- **Problem statement**
Look through the lines below; wherever the word "Lovelace" appears, copy that line.

- **Working data**
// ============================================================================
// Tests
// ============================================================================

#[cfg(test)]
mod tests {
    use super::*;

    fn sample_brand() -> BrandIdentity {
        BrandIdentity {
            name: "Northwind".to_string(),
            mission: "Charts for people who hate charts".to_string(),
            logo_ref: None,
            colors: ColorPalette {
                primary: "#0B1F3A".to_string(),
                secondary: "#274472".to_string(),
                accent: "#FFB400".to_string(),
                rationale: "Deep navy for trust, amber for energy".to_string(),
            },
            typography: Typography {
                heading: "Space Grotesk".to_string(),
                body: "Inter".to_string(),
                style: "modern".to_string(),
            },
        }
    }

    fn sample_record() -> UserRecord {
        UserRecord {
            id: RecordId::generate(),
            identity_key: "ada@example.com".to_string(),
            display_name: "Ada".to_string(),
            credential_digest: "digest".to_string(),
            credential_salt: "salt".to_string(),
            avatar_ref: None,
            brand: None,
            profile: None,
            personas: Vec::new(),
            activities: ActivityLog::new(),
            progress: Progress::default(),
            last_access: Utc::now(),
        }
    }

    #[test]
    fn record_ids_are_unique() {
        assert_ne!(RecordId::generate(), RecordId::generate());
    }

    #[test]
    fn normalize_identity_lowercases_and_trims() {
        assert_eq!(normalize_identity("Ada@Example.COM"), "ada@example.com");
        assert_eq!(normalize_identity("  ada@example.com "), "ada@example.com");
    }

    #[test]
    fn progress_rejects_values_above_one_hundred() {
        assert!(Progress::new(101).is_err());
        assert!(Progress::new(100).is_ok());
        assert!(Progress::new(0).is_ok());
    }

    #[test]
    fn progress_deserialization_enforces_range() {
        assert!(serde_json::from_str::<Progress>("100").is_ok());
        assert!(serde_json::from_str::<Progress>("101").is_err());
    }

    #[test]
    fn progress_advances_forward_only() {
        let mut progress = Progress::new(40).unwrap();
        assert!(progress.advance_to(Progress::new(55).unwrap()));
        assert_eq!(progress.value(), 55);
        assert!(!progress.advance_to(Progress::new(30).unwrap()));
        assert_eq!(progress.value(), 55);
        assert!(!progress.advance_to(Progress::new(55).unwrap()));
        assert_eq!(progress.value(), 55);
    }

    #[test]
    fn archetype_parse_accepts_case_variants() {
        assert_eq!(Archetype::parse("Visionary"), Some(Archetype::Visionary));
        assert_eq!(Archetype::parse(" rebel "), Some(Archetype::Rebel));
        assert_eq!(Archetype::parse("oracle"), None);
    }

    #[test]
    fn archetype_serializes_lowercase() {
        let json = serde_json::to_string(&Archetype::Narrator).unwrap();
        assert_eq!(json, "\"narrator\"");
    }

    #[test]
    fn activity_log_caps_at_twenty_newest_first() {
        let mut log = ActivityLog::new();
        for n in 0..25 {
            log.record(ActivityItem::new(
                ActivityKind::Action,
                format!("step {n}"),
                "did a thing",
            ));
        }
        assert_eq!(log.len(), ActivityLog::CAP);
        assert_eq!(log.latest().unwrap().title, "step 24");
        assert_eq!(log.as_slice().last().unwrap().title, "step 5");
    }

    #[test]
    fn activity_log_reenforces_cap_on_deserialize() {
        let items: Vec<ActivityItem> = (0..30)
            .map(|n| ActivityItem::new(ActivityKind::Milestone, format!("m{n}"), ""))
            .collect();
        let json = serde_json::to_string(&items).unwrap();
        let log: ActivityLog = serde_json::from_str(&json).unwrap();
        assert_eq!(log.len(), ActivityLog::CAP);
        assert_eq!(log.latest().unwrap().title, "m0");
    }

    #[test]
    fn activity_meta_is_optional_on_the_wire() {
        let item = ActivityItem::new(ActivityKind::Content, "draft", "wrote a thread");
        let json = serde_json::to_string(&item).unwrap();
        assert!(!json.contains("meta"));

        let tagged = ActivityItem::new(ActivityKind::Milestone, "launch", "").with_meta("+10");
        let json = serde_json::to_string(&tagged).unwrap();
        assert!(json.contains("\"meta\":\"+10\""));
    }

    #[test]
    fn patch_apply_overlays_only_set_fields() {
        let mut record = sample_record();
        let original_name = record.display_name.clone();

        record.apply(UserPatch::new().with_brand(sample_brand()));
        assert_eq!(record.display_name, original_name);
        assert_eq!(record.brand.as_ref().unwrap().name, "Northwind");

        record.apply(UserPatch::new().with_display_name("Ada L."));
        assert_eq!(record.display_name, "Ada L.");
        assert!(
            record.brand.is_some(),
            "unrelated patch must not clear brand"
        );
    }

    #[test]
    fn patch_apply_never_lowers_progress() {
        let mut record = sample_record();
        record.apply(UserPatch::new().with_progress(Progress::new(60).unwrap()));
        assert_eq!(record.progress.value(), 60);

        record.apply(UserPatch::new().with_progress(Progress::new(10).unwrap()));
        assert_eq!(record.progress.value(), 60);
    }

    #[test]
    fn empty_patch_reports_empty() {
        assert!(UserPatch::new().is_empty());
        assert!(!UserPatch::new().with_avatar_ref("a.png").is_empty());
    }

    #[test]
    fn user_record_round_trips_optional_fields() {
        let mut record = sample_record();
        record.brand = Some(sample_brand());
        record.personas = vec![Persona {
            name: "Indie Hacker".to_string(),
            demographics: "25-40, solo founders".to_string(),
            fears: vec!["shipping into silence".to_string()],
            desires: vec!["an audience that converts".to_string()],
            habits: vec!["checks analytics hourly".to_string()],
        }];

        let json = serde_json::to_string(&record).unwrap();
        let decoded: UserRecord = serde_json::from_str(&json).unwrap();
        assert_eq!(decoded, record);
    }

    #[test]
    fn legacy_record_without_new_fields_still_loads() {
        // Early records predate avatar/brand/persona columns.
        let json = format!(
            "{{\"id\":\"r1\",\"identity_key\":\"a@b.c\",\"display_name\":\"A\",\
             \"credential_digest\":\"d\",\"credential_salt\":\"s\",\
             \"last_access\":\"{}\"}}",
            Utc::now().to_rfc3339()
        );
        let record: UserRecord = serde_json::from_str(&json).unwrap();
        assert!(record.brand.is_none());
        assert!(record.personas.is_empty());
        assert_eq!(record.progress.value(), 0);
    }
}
---
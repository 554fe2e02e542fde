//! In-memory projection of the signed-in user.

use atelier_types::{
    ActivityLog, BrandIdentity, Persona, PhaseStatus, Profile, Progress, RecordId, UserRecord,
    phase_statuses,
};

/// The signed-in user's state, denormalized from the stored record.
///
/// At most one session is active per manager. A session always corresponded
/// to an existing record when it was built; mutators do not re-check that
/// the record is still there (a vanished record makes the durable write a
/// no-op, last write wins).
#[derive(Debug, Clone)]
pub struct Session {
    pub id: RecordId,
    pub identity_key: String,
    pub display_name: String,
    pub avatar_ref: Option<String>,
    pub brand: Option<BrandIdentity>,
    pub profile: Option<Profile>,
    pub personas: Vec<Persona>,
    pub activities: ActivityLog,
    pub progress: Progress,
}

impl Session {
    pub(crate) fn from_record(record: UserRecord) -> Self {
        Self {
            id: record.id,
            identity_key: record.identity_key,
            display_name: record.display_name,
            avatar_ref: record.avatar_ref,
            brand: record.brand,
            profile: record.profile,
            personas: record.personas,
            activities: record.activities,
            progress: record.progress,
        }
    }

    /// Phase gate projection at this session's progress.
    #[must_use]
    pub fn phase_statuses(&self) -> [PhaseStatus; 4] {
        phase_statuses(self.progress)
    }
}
--
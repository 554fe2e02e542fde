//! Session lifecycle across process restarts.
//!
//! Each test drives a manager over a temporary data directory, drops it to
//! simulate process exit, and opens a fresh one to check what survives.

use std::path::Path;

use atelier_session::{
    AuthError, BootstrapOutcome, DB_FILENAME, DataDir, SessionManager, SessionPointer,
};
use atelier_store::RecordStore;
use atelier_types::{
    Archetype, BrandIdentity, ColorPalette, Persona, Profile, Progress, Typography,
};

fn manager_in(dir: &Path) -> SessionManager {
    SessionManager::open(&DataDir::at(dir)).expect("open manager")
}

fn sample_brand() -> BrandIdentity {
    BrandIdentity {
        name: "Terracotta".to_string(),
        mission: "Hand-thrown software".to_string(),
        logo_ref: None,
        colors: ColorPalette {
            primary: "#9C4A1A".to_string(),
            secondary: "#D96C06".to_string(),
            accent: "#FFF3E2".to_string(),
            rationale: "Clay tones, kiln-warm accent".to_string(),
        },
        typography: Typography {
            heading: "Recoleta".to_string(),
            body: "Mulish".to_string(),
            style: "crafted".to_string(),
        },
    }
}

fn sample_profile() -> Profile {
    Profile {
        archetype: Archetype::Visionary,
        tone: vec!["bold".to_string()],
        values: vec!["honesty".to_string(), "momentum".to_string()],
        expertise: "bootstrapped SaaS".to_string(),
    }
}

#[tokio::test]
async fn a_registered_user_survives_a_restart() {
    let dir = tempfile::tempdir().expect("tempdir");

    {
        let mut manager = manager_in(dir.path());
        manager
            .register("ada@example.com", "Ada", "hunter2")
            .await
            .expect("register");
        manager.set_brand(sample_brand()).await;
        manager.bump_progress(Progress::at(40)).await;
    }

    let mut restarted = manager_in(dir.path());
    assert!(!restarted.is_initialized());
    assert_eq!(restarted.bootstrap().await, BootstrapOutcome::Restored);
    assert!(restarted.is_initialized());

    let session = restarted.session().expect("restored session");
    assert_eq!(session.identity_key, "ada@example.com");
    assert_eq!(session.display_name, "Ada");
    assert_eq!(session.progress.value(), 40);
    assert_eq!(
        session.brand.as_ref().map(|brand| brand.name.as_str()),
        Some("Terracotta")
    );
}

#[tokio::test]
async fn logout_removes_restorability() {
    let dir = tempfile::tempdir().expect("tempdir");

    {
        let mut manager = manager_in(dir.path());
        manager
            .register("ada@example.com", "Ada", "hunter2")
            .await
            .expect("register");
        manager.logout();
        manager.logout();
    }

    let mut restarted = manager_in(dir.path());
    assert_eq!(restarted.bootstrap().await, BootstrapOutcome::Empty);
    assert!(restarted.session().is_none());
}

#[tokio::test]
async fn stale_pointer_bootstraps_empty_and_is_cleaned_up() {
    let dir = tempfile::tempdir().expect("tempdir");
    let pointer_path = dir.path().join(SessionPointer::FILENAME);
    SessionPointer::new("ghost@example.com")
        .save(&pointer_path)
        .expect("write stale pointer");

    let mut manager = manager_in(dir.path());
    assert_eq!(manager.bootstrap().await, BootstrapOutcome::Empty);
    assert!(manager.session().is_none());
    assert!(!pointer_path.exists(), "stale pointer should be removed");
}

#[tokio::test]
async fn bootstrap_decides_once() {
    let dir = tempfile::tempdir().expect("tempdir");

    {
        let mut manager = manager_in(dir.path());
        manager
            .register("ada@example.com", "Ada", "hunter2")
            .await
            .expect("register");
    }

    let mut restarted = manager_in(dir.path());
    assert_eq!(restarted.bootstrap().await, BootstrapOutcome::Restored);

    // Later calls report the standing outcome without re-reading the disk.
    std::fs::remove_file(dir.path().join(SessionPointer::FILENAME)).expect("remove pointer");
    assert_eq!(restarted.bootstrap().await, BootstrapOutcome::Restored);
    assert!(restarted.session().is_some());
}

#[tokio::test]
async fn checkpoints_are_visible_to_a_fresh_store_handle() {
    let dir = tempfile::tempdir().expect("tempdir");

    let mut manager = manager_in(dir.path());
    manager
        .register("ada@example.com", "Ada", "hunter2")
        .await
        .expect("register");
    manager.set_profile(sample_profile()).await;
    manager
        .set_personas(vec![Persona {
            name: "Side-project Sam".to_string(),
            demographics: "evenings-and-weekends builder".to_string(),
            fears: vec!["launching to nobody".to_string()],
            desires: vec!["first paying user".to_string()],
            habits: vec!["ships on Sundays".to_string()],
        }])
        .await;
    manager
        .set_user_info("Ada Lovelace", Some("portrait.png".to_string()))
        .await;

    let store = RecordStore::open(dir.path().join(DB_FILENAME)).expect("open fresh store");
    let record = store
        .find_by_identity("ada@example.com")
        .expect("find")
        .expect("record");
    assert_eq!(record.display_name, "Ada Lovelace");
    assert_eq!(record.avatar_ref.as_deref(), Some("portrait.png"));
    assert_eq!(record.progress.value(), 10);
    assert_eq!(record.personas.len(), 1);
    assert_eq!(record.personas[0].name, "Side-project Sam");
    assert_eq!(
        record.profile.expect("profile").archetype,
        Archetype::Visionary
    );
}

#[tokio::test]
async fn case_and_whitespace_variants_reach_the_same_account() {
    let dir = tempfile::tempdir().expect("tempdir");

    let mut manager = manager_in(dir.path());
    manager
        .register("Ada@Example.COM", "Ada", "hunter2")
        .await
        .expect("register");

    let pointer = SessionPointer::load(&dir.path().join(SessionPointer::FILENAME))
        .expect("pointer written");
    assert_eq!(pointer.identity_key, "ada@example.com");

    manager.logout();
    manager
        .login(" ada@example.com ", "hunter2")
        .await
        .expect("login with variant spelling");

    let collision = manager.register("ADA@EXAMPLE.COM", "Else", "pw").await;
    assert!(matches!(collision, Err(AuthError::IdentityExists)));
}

- **Your solution**
        .set_user_info("Ada Lovelace", Some("portrait.png".to_string()))
    assert_eq!(record.display_name, "Ada Lovelace");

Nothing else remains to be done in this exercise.